Formal and empirical issues in phonological typology

From the book Phonological Typology

  • Paul Kiparsky

Abstract

The word level in the sense of Lexical Phonology and Stratal OT, here referred to as the l-phonemic level, is a linguistically significant level of representation, which captures what was right about the structural phonemic level without inheriting its well-known problems. It does so in virtue of encoding non-contrastive but distinctive as well as contrastive but non-distinctive phonological properties. I show that phonological systems which appear marginal or aberrant from the perspective of structural phonemics and generative phonological underlying representations are normalized at the l-phonemic level, and that certain phonological universals become exceptionless only at this level.
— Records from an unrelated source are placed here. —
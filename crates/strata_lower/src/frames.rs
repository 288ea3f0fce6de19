//! The walker's explicit frame stack.
//!
//! Each lowering call pushes a frame for the design object it visits. Once the
//! call creates its target node, the frame records it. "Nearest enclosing X"
//! queries scan the frames from the innermost outwards and match on the kind
//! the recorded node has at query time.

use strata_ast::{Ast, NodeId, NodeKind};
use strata_db::{ObjHandle, ObjectKind};

/// One active lowering call.
#[derive(Clone, Copy, Debug, PartialEq, Eq)]
pub struct Frame {
    /// The object being lowered.
    pub handle: ObjHandle,
    /// Its kind.
    pub kind: ObjectKind,
    /// The node the call has produced so far, if any.
    pub node: Option<NodeId>,
}

/// Stack of active lowering calls, innermost last.
#[derive(Debug, Default)]
pub struct FrameStack {
    frames: Vec<Frame>,
}

impl FrameStack {
    /// Creates an empty stack.
    pub fn new() -> Self {
        Self::default()
    }

    /// Enters a lowering call.
    pub fn push(&mut self, handle: ObjHandle, kind: ObjectKind) {
        self.frames.push(Frame {
            handle,
            kind,
            node: None,
        });
    }

    /// Leaves the innermost call.
    pub fn pop(&mut self) -> Option<Frame> {
        self.frames.pop()
    }

    /// Records the node produced by the innermost call.
    pub fn set_current(&mut self, node: NodeId) {
        if let Some(top) = self.frames.last_mut() {
            top.node = Some(node);
        }
    }

    /// The node recorded by the innermost call.
    pub fn current(&self) -> Option<NodeId> {
        self.frames.last().and_then(|f| f.node)
    }

    /// Number of active calls.
    pub fn depth(&self) -> usize {
        self.frames.len()
    }

    /// The nearest recorded node whose kind is one of `kinds`.
    pub fn find_ancestor(&self, ast: &Ast, kinds: &[NodeKind]) -> Option<NodeId> {
        self.frames
            .iter()
            .rev()
            .filter_map(|f| f.node)
            .find(|&n| kinds.contains(&ast.kind(n)))
    }

    /// The nearest active call visiting an object of one of `kinds`.
    pub fn find_handle(&self, kinds: &[ObjectKind]) -> Option<ObjHandle> {
        self.frames
            .iter()
            .rev()
            .find(|f| kinds.contains(&f.kind))
            .map(|f| f.handle)
    }
}
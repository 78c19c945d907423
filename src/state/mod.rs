//! Observable state with one-deep history.
//!
//! Each key holds its current value and the value it replaced; every
//! accepted change is broadcast on the bus before the call returns.

mod store;

pub use store::{StateEntry, StateStore};
//! # dashstate
//!
//! Coordination core for a data-dashboard application: an observable
//! key-value state store and a duplicate-checked subscription registry,
//! composed by a controller that fetches, caches, and joins datasets.
//!
//! ## Core Concepts
//!
//! - **StateStore**: current + previous value per key, synchronous change
//!   broadcast on the key's own topic
//! - **SubscriptionRegistry**: at most one live subscription per
//!   (topic, handler key) pair, cancellable without bus tokens
//! - **Controller**: fetches manifest-described datasets, joins tabular
//!   overlays onto GeoJSON zones, and records milestones in the store
//!
//! ## Example
//!
//! ```ignore
//! use dashstate::{Controller, DataRequest, HttpTransport, Manifest, Subscriber, Topic};
//!
//! let controller = Controller::new(manifest, Box::new(transport));
//!
//! // React when the crime dataset lands
//! controller.subs().set_subs([(
//!     Topic::new("dataLoaded.crime"),
//!     Subscriber::new("render-crime", |_topic, _payload| { /* redraw */ }),
//! )])?;
//!
//! controller.get_data(&DataRequest::new("crime"))?;
//! ```

pub mod bus;
pub mod controller;
pub mod error;
pub mod geojson;
pub mod manifest;
pub mod state;
pub mod subscriptions;
pub mod transport;
pub mod types;

// Re-exports
pub use bus::{BusToken, LocalBus, PubSubBus};
pub use controller::{Controller, DataRequest};
pub use error::{Error, Result};
pub use geojson::{convert_to_geojson, join_overlay, Feature, FeatureCollection};
pub use manifest::{DataMeta, Manifest, SourceFormat, SourcePattern};
pub use state::{StateEntry, StateStore};
pub use subscriptions::SubscriptionRegistry;
pub use transport::{HttpTransport, Transport};
pub use types::{Callback, HandlerKey, Subscriber, Topic, CLEARED_TOPIC};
Dramatic instances include putative vertical and one-vowel systems such as those of Arrernte and Kabardian, and apparently syllable-less languages such as Gokana. I further argue that “external evidence” from change, dispersion, poetic conventions, and language games supports l-phonemic representations rather than classical phonemic representations. The larger methodological point is that there are no theory-neutral grammars, and consequently no theory-neutral typology. In terms of Hyman’s (2008) distinction, there are no “descriptive” universals of language. All universals are “analytic”, and their validity often turns on a set of critical cases where different solutions can be and have been entertained. Therefore the search for better linguistic descriptions, more illuminating typologies, and stronger cross-linguistic generalizations and universals must go hand in hand.